◆ Exercise details: Only the lines from the one containing "pub mod document_store;" through the last line of the listing are to be given again, exactly as they appear.
Top of Available records
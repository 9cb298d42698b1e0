//! I/O helpers for markform commands.

use std::fs;
use std::path::Path;

use anyhow::{Context, Result};

pub mod config;
pub mod document_store;
pub mod fill_record;

/// Replace `path` with `contents` via a sibling temp file and a rename.
pub(crate) fn write_atomic(path: &Path, contents: &str) -> Result<()> {
    let parent = path
        .parent()
        .with_context(|| format!("path missing parent {}", path.display()))?;
    if !parent.as_os_str().is_empty() {
        fs::create_dir_all(parent)
            .with_context(|| format!("create directory {}", parent.display()))?;
    }
    let file_name = path
        .file_name()
        .with_context(|| format!("path missing file name {}", path.display()))?;
    let tmp_path = parent.join(format!(".{}.tmp", file_name.to_string_lossy()));
    fs::write(&tmp_path, contents)
        .with_context(|| format!("write temp file {}", tmp_path.display()))?;
    fs::rename(&tmp_path, path).with_context(|| format!("replace {}", path.display()))?;
    Ok(())
}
Bottom of Available records
◆ Answer space:
pub mod document_store;
pub mod fill_record;

/// Replace `path` with `contents` via a sibling temp file and a rename.
pub(crate) fn write_atomic(path: &Path, contents: &str) -> Result<()> {
    let parent = path
        .parent()
        .with_context(|| format!("path missing parent {}", path.display()))?;
    if !parent.as_os_str().is_empty() {
        fs::create_dir_all(parent)
            .with_context(|| format!("create directory {}", parent.display()))?;
    }
    let file_name = path
        .file_name()
        .with_context(|| format!("path missing file name {}", path.display()))?;
    let tmp_path = parent.join(format!(".{}.tmp", file_name.to_string_lossy()));
    fs::write(&tmp_path, contents)
        .with_context(|| format!("write temp file {}", tmp_path.display()))?;
    fs::rename(&tmp_path, path).with_context(|| format!("replace {}", path.display()))?;
    Ok(())
}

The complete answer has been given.